**What the task requires:** Among the lines below, return each one that contains the word "fails".

[Records contained in a dataset]
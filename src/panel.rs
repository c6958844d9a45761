//! The panel driver: probe, refresh, partial refresh, sleep
//!
//! One [`Epd`] owns the control pins and the detected controller
//! [`Dialect`] for the whole session. The handful of panel sizes differ
//! only in their raster dimensions, so they share this type and are told
//! apart by a [`Model`] descriptor instead of per-size driver code.

use embedded_hal::delay::DelayNs;
use embedded_hal::digital::{InputPin, OutputPin};
use embedded_hal::spi::SpiBus;

use crate::buffer_len;
use crate::command::{constants::LUT_PARTIAL, PartialCommand, ProbeCommand};
use crate::dialect::{set_ram_counter, set_ram_window, Dialect};
use crate::error::Error;
use crate::interface::{DisplayInterface, ProbePort};
use crate::rect::Rect;

/// Partial refreshes accumulate ghosting; after this many the image is
/// expected to degrade visibly and a full refresh is due.
///
/// The driver only counts (see [`Epd::partial_refresh_count`]); scheduling
/// the full refresh is the caller's job, so a caller may be stricter or
/// combine the count with a timer.
pub const MAX_PARTIAL_REFRESHES: u32 = 10;

const DEFAULT_BUSY_TIMEOUT_MS: u32 = 30_000;

/// Physical description of one panel size.
#[derive(Debug, Clone, Copy, PartialEq, Eq)]
pub struct Model {
    width: u32,
    height: u32,
    name: &'static str,
}

impl Model {
    /// Describes a panel by its physical raster size.
    pub const fn new(width: u32, height: u32, name: &'static str) -> Self {
        Self {
            width,
            height,
            name,
        }
    }

    /// Physical width in pixels
    pub const fn width(&self) -> u32 {
        self.width
    }

    /// Physical height in pixels
    pub const fn height(&self) -> u32 {
        self.height
    }

    /// Marketing name of the panel
    pub const fn name(&self) -> &'static str {
        self.name
    }

    /// Bytes per plane for a full frame of this panel.
    pub const fn frame_len(&self) -> usize {
        buffer_len(self.width as usize, self.height as usize)
    }
}

/// The 4.2 inch 400x300 panel
pub const FONE_4IN2: Model = Model::new(400, 300, "4.2in");

/// The 2.9 inch 128x296 panel
pub const FONE_2IN9: Model = Model::new(128, 296, "2.9in");

/// Driver configuration, passed once at construction.
#[derive(Debug, Clone, Copy)]
pub struct Config {
    model: Model,
    busy_timeout_ms: u32,
}

impl Config {
    /// Configuration for `model` with the default busy timeout.
    pub const fn new(model: Model) -> Self {
        Self {
            model,
            busy_timeout_ms: DEFAULT_BUSY_TIMEOUT_MS,
        }
    }

    /// Overrides how long a busy-wait may block before it fails with
    /// [`Error::BusyTimeout`]. `0` disables the timeout and spins forever,
    /// matching the behavior of the factory firmware.
    pub const fn busy_timeout_ms(mut self, ms: u32) -> Self {
        self.busy_timeout_ms = ms;
        self
    }

    /// The configured panel model.
    pub const fn model(&self) -> Model {
        self.model
    }
}

/// Whether the controller is reachable or in deep sleep.
#[derive(Debug, Clone, Copy, PartialEq, Eq)]
pub enum PowerState {
    /// Powered up and accepting commands
    Active,
    /// In deep sleep; only [`Epd::wake_up`] works
    Sleeping,
}

/// An e-paper panel, probed and initialized.
///
/// All refresh entry points take the SPI bus and a delay by reference so
/// both can be shared with other peripherals between calls. The buffers
/// handed in are *physical* raster planes; rotated drawing goes through
/// [`Display::rotate_into`](crate::graphics::Display::rotate_into) first.
pub struct Epd<SPI, CS, BUSY, DC, RST> {
    interface: DisplayInterface<SPI, CS, BUSY, DC, RST>,
    model: Model,
    dialect: Dialect,
    power: PowerState,
    partial_refreshes: u32,
}

impl<SPI, CS, BUSY, DC, RST> Epd<SPI, CS, BUSY, DC, RST>
where
    SPI: SpiBus<u8>,
    CS: OutputPin,
    BUSY: InputPin,
    DC: OutputPin,
    RST: OutputPin,
{
    /// Resets the panel, probes the controller variant and runs the
    /// matching init sequence.
    ///
    /// `probe` answers the one read of the whole protocol; on hardware
    /// where the bus pins double as the probe pins, reclaim them into a
    /// [`SoftwareProbe`](crate::interface::SoftwareProbe) before
    /// constructing the driver and hand the pins back afterwards.
    #[allow(clippy::too_many_arguments)]
    pub fn new<P: ProbePort, D: DelayNs>(
        spi: &mut SPI,
        cs: CS,
        busy: BUSY,
        dc: DC,
        rst: RST,
        probe: &mut P,
        delay: &mut D,
        config: Config,
    ) -> Result<Self, Error<SPI::Error>> {
        let mut interface = DisplayInterface::new(cs, busy, dc, rst, config.busy_timeout_ms);
        interface.reset(delay);

        interface.cmd(spi, ProbeCommand::ReadStatus)?;
        delay.delay_ms(100);
        let status = interface.read_probe_byte(probe);
        let dialect = Dialect::from_probe(status);
        #[cfg(feature = "log")]
        log::debug!("controller probe answered {:#04x}, dialect {:?}", status, dialect);

        let model = config.model;
        dialect.init(&mut interface, spi, delay, model.width, model.height)?;

        Ok(Self {
            interface,
            model,
            dialect,
            power: PowerState::Active,
            partial_refreshes: 0,
        })
    }

    /// Transfers both full planes into the controller RAM without
    /// refreshing the glass.
    ///
    /// `black` and `red` are physical-raster planes of
    /// [`Model::frame_len`] bytes, 0xFF meaning white in both; the red
    /// plane is bit-inverted on the wire.
    pub fn update_frame<D: DelayNs>(
        &mut self,
        spi: &mut SPI,
        delay: &mut D,
        black: &[u8],
        red: &[u8],
    ) -> Result<(), Error<SPI::Error>> {
        self.ensure_active()?;
        self.check_len(black)?;
        self.check_len(red)?;
        self.interface
            .wait_until_idle(delay, self.dialect.busy_when_high())?;

        self.dialect.black_ram(&mut self.interface, spi)?;
        self.interface.data(spi, black)?;
        self.dialect.red_ram(&mut self.interface, spi)?;
        self.interface.data_inverted(spi, red)
    }

    /// Pushes the controller RAM onto the glass and waits for completion.
    ///
    /// A full refresh, so the partial-refresh count goes back to zero.
    pub fn display_frame<D: DelayNs>(
        &mut self,
        spi: &mut SPI,
        delay: &mut D,
    ) -> Result<(), Error<SPI::Error>> {
        self.ensure_active()?;
        self.dialect.turn_on_display(&mut self.interface, spi, delay)?;
        self.partial_refreshes = 0;
        Ok(())
    }

    /// [`update_frame`](Self::update_frame) followed by
    /// [`display_frame`](Self::display_frame).
    pub fn update_and_display_frame<D: DelayNs>(
        &mut self,
        spi: &mut SPI,
        delay: &mut D,
        black: &[u8],
        red: &[u8],
    ) -> Result<(), Error<SPI::Error>> {
        self.update_frame(spi, delay, black, red)?;
        self.display_frame(spi, delay)
    }

    /// Blanks the panel to white without a host-side frame buffer.
    ///
    /// Counts as a full refresh.
    pub fn clear_frame<D: DelayNs>(
        &mut self,
        spi: &mut SPI,
        delay: &mut D,
    ) -> Result<(), Error<SPI::Error>> {
        self.ensure_active()?;
        self.interface
            .wait_until_idle(delay, self.dialect.busy_when_high())?;

        let len = self.model.frame_len() as u32;
        self.dialect.black_ram(&mut self.interface, spi)?;
        self.interface.data_x_times(spi, 0xFF, len)?;
        self.dialect.red_ram(&mut self.interface, spi)?;
        // the red plane is inverted on the wire, so white is 0x00 here
        self.interface.data_x_times(spi, 0x00, len)?;

        self.display_frame(spi, delay)
    }

    /// Refreshes only `window`, leaving the rest of the glass untouched.
    ///
    /// `window` is in *physical* coordinates and is byte-aligned before
    /// use (x floored, width ceiled to multiples of 8); rotated callers
    /// must translate through
    /// [`DisplayRotation::transform_window`](crate::rotation::DisplayRotation::transform_window)
    /// first. `black` and `red` hold only the window bytes, row by row,
    /// `(aligned_w / 8) * h` each, as produced by
    /// [`Display::window_bytes`](crate::graphics::Display::window_bytes).
    ///
    /// Uses the fast partial waveform, which ghosts; check
    /// [`partial_refresh_count`](Self::partial_refresh_count) against
    /// [`MAX_PARTIAL_REFRESHES`] and schedule full refreshes accordingly.
    pub fn display_partial_frame<D: DelayNs>(
        &mut self,
        spi: &mut SPI,
        delay: &mut D,
        black: &[u8],
        red: &[u8],
        window: Rect,
    ) -> Result<(), Error<SPI::Error>> {
        self.ensure_active()?;
        let window = window.byte_aligned();
        if window.is_empty() {
            return Ok(());
        }
        let raster = Rect::new(0, 0, self.model.width, self.model.height);
        if !window.contained_in(raster) {
            return Err(Error::InvalidWindow);
        }
        let expected = (window.w / 8 * window.h) as usize;
        for plane in [black, red] {
            if plane.len() != expected {
                return Err(Error::BufferSize {
                    expected,
                    got: plane.len(),
                });
            }
        }

        self.interface
            .wait_until_idle(delay, self.dialect.busy_when_high())?;

        set_ram_window(
            &mut self.interface,
            spi,
            window.x,
            window.y,
            window.w,
            window.h,
        )?;

        set_ram_counter(&mut self.interface, spi, window.x, window.y)?;
        self.dialect.black_ram(&mut self.interface, spi)?;
        self.interface.data(spi, black)?;

        // the counter advanced past the window during the first plane
        set_ram_counter(&mut self.interface, spi, window.x, window.y)?;
        self.dialect.red_ram(&mut self.interface, spi)?;
        self.interface.data_inverted(spi, red)?;

        self.interface
            .cmd_with_data(spi, PartialCommand::LoadPartialLut, &LUT_PARTIAL)?;
        self.dialect.turn_on_display(&mut self.interface, spi, delay)?;
        self.interface.cmd(spi, PartialCommand::PartialOut)?;

        self.partial_refreshes += 1;
        Ok(())
    }

    /// Puts the controller into deep sleep. A no-op when already sleeping.
    ///
    /// Everything except [`wake_up`](Self::wake_up) fails with
    /// [`Error::Asleep`] afterwards.
    pub fn sleep<D: DelayNs>(
        &mut self,
        spi: &mut SPI,
        delay: &mut D,
    ) -> Result<(), Error<SPI::Error>> {
        if self.power == PowerState::Sleeping {
            return Ok(());
        }
        self.dialect.enter_sleep(&mut self.interface, spi, delay)?;
        self.power = PowerState::Sleeping;
        Ok(())
    }

    /// Wakes the controller with a hardware reset and re-runs init.
    ///
    /// The controller RAM does not survive deep sleep; follow up with a
    /// full refresh before any partial one.
    pub fn wake_up<D: DelayNs>(
        &mut self,
        spi: &mut SPI,
        delay: &mut D,
    ) -> Result<(), Error<SPI::Error>> {
        self.interface.reset(delay);
        self.dialect
            .init(&mut self.interface, spi, delay, self.model.width, self.model.height)?;
        self.power = PowerState::Active;
        Ok(())
    }

    /// Blocks until the controller releases the busy line.
    pub fn wait_until_idle<D: DelayNs>(
        &mut self,
        delay: &mut D,
    ) -> Result<(), Error<SPI::Error>> {
        self.interface
            .wait_until_idle(delay, self.dialect.busy_when_high())
    }

    /// Whether the controller currently holds the busy line.
    pub fn is_busy(&mut self) -> bool {
        self.interface.is_busy(self.dialect.busy_when_high())
    }

    /// Physical width in pixels
    pub fn width(&self) -> u32 {
        self.model.width
    }

    /// Physical height in pixels
    pub fn height(&self) -> u32 {
        self.model.height
    }

    /// The dialect chosen at probe time.
    pub fn dialect(&self) -> Dialect {
        self.dialect
    }

    /// Current power state.
    pub fn power_state(&self) -> PowerState {
        self.power
    }

    /// Partial refreshes since the last full refresh.
    pub fn partial_refresh_count(&self) -> u32 {
        self.partial_refreshes
    }

    fn ensure_active(&self) -> Result<(), Error<SPI::Error>> {
        match self.power {
            PowerState::Active => Ok(()),
            PowerState::Sleeping => Err(Error::Asleep),
        }
    }

    fn check_len(&self, buffer: &[u8]) -> Result<(), Error<SPI::Error>> {
        let expected = self.model.frame_len();
        if buffer.len() != expected {
            return Err(Error::BufferSize {
                expected,
                got: buffer.len(),
            });
        }
        Ok(())
    }
}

**Answer section:**
    /// Overrides how long a busy-wait may block before it fails with
    /// Everything except [`wake_up`](Self::wake_up) fails with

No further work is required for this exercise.